▶ _WHAT IS BEING ASKED_:
Your answer must be one number: the count of lines below that include "expected".

Data records:
○ ○ ○ ○

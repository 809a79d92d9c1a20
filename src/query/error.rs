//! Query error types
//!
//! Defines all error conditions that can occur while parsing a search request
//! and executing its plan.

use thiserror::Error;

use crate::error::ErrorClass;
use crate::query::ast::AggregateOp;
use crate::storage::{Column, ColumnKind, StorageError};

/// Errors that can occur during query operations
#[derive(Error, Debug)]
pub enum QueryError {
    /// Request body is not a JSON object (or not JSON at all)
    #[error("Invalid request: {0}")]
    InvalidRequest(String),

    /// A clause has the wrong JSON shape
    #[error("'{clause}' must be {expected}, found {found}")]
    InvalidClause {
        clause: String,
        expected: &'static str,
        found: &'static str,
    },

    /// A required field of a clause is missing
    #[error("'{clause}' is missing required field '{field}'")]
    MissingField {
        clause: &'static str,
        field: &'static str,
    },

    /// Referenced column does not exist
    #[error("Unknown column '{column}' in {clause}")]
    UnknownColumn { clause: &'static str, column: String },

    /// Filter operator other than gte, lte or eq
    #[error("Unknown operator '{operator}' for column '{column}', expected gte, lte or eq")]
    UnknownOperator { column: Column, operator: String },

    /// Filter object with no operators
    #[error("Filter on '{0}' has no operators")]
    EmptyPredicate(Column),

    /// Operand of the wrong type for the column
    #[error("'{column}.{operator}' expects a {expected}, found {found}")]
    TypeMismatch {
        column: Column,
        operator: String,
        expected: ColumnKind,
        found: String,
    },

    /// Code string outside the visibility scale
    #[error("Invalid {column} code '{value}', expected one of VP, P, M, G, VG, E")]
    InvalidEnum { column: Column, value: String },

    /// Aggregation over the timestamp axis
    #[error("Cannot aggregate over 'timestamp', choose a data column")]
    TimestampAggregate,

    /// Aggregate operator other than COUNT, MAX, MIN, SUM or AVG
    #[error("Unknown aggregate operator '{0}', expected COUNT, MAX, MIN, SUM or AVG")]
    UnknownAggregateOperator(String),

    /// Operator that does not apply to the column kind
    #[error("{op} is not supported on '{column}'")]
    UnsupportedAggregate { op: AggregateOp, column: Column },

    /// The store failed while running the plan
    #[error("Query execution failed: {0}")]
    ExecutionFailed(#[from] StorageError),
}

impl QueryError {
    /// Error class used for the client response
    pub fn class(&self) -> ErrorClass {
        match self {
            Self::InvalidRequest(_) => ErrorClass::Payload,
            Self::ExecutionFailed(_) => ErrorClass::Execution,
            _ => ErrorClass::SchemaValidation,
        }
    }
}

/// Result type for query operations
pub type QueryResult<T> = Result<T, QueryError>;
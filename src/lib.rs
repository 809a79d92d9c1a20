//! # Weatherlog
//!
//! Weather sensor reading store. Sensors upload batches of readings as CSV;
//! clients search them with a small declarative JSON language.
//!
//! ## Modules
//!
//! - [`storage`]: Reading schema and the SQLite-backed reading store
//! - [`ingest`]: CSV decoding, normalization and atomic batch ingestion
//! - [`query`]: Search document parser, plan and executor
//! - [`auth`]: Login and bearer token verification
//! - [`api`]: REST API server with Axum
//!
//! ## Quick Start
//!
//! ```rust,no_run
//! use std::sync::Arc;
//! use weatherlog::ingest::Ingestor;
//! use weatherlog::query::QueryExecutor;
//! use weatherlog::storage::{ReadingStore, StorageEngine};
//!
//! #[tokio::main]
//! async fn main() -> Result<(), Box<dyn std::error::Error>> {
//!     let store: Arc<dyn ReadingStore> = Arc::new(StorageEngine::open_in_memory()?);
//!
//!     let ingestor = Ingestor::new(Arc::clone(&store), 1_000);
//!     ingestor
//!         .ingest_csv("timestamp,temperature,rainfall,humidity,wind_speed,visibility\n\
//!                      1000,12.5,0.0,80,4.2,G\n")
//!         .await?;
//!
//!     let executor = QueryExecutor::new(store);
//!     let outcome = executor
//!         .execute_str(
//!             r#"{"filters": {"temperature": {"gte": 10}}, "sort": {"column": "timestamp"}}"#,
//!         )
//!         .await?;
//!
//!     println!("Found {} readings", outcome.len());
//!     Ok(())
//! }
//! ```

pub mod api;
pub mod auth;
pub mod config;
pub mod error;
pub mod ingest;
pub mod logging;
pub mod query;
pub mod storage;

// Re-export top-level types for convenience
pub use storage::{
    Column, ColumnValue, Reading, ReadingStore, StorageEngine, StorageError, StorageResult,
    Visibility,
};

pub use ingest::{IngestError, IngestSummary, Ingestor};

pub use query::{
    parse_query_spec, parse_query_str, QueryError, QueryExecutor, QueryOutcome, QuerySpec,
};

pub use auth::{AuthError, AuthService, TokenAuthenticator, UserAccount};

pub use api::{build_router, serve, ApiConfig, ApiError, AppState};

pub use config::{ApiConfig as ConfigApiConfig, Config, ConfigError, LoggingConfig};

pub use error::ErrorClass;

○ ○ ○ ○

▶ _OUTPUT BELOW_:
7